Da blieb sogar Exkursionsleiter Ottokar Graf die Spucke weg: Knapp 150 Personen hatten sich kürzlich vor der Kirche St. Stephan in Arlen eingefunden, um seinen Ausführungen über den ältesten Industriestandort im Hegau zu lauschen. Die Führung fand im Rahmen des Programms zum 50. Jubiläum der Gemeinde statt, zu dem es auch eine Ausstellung im Museum gibt. Bei schönstem Sonntagnachmittagswetter hatte niemand mit einem so großen Zuspruch gerechnet. Deshalb lud Ottokar Graf, der Leiter des Worblinger Museums und kompetenter Historiker, kurzerhand alle Leute in die Kirche ein und machte dort von der Kanzel die Einführung ins Thema.
Der Namen „Arlen“ (früher „Arola“) lässt sich sinngemäß übersetzen mit „Ortschaft am plätscherndem Gewässer“, welches schlussendlich ja ausschlaggebend für die Ansiedlung der baumwollverarbeitenden Industrie im Ort war.

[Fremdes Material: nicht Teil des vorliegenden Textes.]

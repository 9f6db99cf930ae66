//! Shared NIST P-256 parameters, used across integration tests as a concrete
//! instantiation of this crate's runtime-configurable curve.

use ecgroup::curve::CurveParams;
use ecgroup::point::affine::AffinePoint;
use ecgroup::{Curve, ProjectivePoint};
use hex_literal::hex;

pub const P: [u8; 32] =
    hex!("FFFFFFFF00000001000000000000000000000000FFFFFFFFFFFFFFFFFFFFFFFF");
pub const A: [u8; 32] =
    hex!("FFFFFFFF00000001000000000000000000000000FFFFFFFFFFFFFFFFFFFFFFFC");
pub const B: [u8; 32] =
    hex!("5AC635D8AA3A93E7B3EBBD55769886BC651D06B0CC53B0F63BCE3C3E27D2604B");
pub const GX: [u8; 32] =
    hex!("6B17D1F2E12C4247F8BCE6E563A440F277037D812DEB33A0F4A13945D898C296");
pub const GY: [u8; 32] =
    hex!("4FE342E2FE1A7F9B8EE7EB4A7C0F9E162BCE33576B315ECECBB6406837BF51F5");
pub const N: [u8; 32] =
    hex!("FFFFFFFF00000000FFFFFFFFFFFFFFFFBCE6FAADA7179E84F3B9CAC2FC632551");

pub const UNCOMPRESSED_BASEPOINT: &[u8] = &hex!(
    "04 6B17D1F2E12C4247F8BCE6E563A440F277037D812DEB33A0F4A13945D898C296
        4FE342E2FE1A7F9B8EE7EB4A7C0F9E162BCE33576B315ECECBB6406837BF51F5"
);
pub const COMPRESSED_BASEPOINT: &[u8] =
    &hex!("03 6B17D1F2E12C4247F8BCE6E563A440F277037D812DEB33A0F4A13945D898C296");

/// Builds NIST P-256 as a runtime [`Curve`], the same way a caller with its
/// own curve constants (not one of this workspace's built-in curves) would.
pub fn p256() -> Curve {
    let curve = CurveParams::new(&P, &A, &B).expect("valid curve parameters");
    let generator = generator_point(&curve);
    let order = crypto_bigint::BoxedUint::from_be_slice(&N, 256).unwrap();
    CurveParams::with_generator(curve, generator, order, None).expect("valid generator")
}

fn generator_point(curve: &Curve) -> AffinePoint {
    let modulus = curve.modulus();
    let gx = modulus.element_from_be_bytes(&GX).unwrap();
    let gy = modulus.element_from_be_bytes(&GY).unwrap();
    ProjectivePoint::set_affine(curve, gx, gy)
        .expect("basepoint is on curve")
        .make_affine()
}

/// Deterministic splitmix64-based RNG for reproducible test vectors. Not
/// actually cryptographically secure; the [`rand_core::CryptoRng`] marker is
/// implemented purely to satisfy this crate's signing API in tests.
pub struct DeterministicRng(pub u64);

impl rand_core::RngCore for DeterministicRng {
    fn next_u32(&mut self) -> u32 {
        self.next_u64() as u32
    }

    fn next_u64(&mut self) -> u64 {
        self.0 = self.0.wrapping_add(0x9E3779B97F4A7C15);
        let mut z = self.0;
        z = (z ^ (z >> 30)).wrapping_mul(0xBF58476D1CE4E5B9);
        z = (z ^ (z >> 27)).wrapping_mul(0x94D049BB133111EB);
        z ^ (z >> 31)
    }

    fn fill_bytes(&mut self, dst: &mut [u8]) {
        let mut chunks = dst.chunks_exact_mut(8);
        for chunk in &mut chunks {
            chunk.copy_from_slice(&self.next_u64().to_le_bytes());
        }
        let rem = chunks.into_remainder();
        if !rem.is_empty() {
            let bytes = self.next_u64().to_le_bytes();
            rem.copy_from_slice(&bytes[..rem.len()]);
        }
    }
}

impl rand_core::CryptoRng for DeterministicRng {}
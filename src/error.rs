//! Error domain for this crate.
//!
//! Named kinds only, matching the error domain this crate's design is
//! grounded on (`EC_R_*`/`ECDSA_R_*` reason codes in the LibreSSL `ec` and
//! `ecdsa` modules) rather than raw integer codes.

use core::fmt;

/// Result alias used throughout this crate.
pub type Result<T> = core::result::Result<T, Error>;

/// Named error kinds produced by this crate's curve, point, and ECDSA
/// operations.
#[derive(Clone, Copy, Debug, Eq, PartialEq)]
#[non_exhaustive]
pub enum Error {
    /// The field modulus `p` is invalid (zero, negative, or otherwise
    /// malformed).
    InvalidField,
    /// The claimed group order `n` is invalid: not `> 1`, or exceeds the
    /// Hasse bound relative to the field cardinality.
    InvalidGroupOrder,
    /// The cofactor could not be determined and was left as `0`.
    ///
    /// Returned only by APIs that require a known cofactor; curve
    /// construction itself treats an unknown cofactor as success.
    UnknownCofactor,
    /// The curve has no generator set.
    UndefinedGenerator,
    /// The curve has no order set.
    UndefinedOrder,
    /// The curve discriminant `4a^3 + 27b^2` is zero mod `p`.
    DiscriminantIsZero,
    /// An operation that requires an affine point was given the point at
    /// infinity.
    PointAtInfinity,
    /// A point does not satisfy the curve equation.
    PointIsNotOnCurve,
    /// Two objects (points, curves) passed to the same operation do not
    /// share the same owning curve.
    IncompatibleObjects,
    /// A signature failed validation.
    BadSignature,
    /// The random number generator failed to produce output.
    RandomNumberGenerationFailed,
    /// Caller-supplied `(k, r)` setup values could not produce a valid
    /// signature and must be regenerated by the caller.
    NeedNewSetupValues,
    /// The signing retry budget was exhausted; the curve's parameters are
    /// almost certainly broken.
    WrongCurveParameters,
    /// The destination buffer is smaller than the required encoded length.
    ///
    /// Never constructed by this crate today: [`crate::sec1::point2oct`]
    /// returns a freshly allocated `Vec<u8>` rather than writing into a
    /// caller-supplied buffer, so there is no buffer-length negotiation
    /// step that could come up short. Kept as a named variant so the error
    /// domain still names every failure mode a caller-supplied-buffer
    /// `point2oct` (should one be added later) would need, matching this
    /// enum's general stance of mirroring the original reason-code
    /// taxonomy rather than only the subset this crate's current API
    /// surface can trigger.
    BufferTooSmall,
    /// An octet string does not decode to a valid point encoding.
    InvalidEncoding,
    /// The requested operation is not implemented.
    NotImplemented,
    /// Memory for an internal temporary could not be allocated.
    AllocationFailure,
}

impl fmt::Display for Error {
    fn fmt(&self, f: &mut fmt::Formatter<'_>) -> fmt::Result {
        let msg = match self {
            Error::InvalidField => "invalid field",
            Error::InvalidGroupOrder => "invalid group order",
            Error::UnknownCofactor => "unknown cofactor",
            Error::UndefinedGenerator => "undefined generator",
            Error::UndefinedOrder => "undefined order",
            Error::DiscriminantIsZero => "discriminant is zero",
            Error::PointAtInfinity => "point at infinity",
            Error::PointIsNotOnCurve => "point is not on curve",
            Error::IncompatibleObjects => "incompatible objects",
            Error::BadSignature => "bad signature",
            Error::RandomNumberGenerationFailed => "random number generation failed",
            Error::NeedNewSetupValues => "need new setup values",
            Error::WrongCurveParameters => "wrong curve parameters",
            Error::BufferTooSmall => "buffer too small",
            Error::InvalidEncoding => "invalid encoding",
            Error::NotImplemented => "not implemented",
            Error::AllocationFailure => "allocation failure",
        };
        f.write_str(msg)
    }
}

#[cfg(feature = "std")]
impl std::error::Error for Error {}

Aus einer ursprünglichen Ansammlung von Strohhütten mit circa 80 Einwohnern über ein Dorf von etwa 120 Einwohnern im 17. Jahrhundert entwickelte sich laut Graf bis vor 100 Jahren die bedeutsamste Gemeinde im Hegau, ein Industriestandort mit weitreichenden Auswirkungen.
Bevölkerung bekam Arbeit in der Spinnerei
Im Jahre 1836 suchte und fand Ferdinand ten Brink aus Flandern eine Gemeinde am Fluss, in der er eine große Baumwollspinn und -weberei aufbauen konnte, wie in der Führung zu erfahren war. Dies habe zu einer Zeit stattgefunden, in der die Bevölkerung nach drei erntelosen Jahren arm und verschuldet war. Ten Brink schuf die ersten Arbeitsplätze durch die Begradigung der Aach, den Bau vom Kanal, von Wasserrädern und endlich dem Bau der Fabrik.
Und so habe sich mit der Zeit Wohlstand im Hause der Familie ten Brink, als auch in der Arlener Bevölkerung verbreitet. Ihr segensreiches Werk habe die Familie ten Brink auch im sozialen Bereich fortgeführt. So baute sie einen Kindergarten, eine Apotheke, ein Hospital mit Sanatorium, ein Rathaus und ihre Villa. Viele dieser Bauten sind heute noch zu besichtigen.
Arlemer und Rielasinger Wein
Ottokar Graf führte seine riesige Zuhörerschar dann auch noch durch das alte Arlen und ließ sie an seinem enormen Wissen Teil haben. So erzählte er, als man an der alten Trotte stand, die Anekdote vom Rosenegger Wein: Im Mittelalter durften die Arlener demnach die Hälfte der Rosenegger Reben ernten, mussten sie aber in der Rielasinger Trotte pressen lassen. Dabei hatte man wohl bemerkt, dass die Rielasinger immer wieder Wein abzwackten und dies dann bei der Nellenburger Gerichtsbarkeit eingeklagt.
Die Klage wurde aber abgewiesen und die Arlener konnten forthin nur noch ihre eigenen wenigen Reben abernten und in ihrer kleinen Trotte pressen. Viel Historisches und Wissenswertes von Orten wie etwa der Kirche, der Gems und den alten Rathäusern hatte Ottokar Graf außerdem noch im Gepäck. Nach zwei Stunden erhielt er schließlich verdienten Applaus.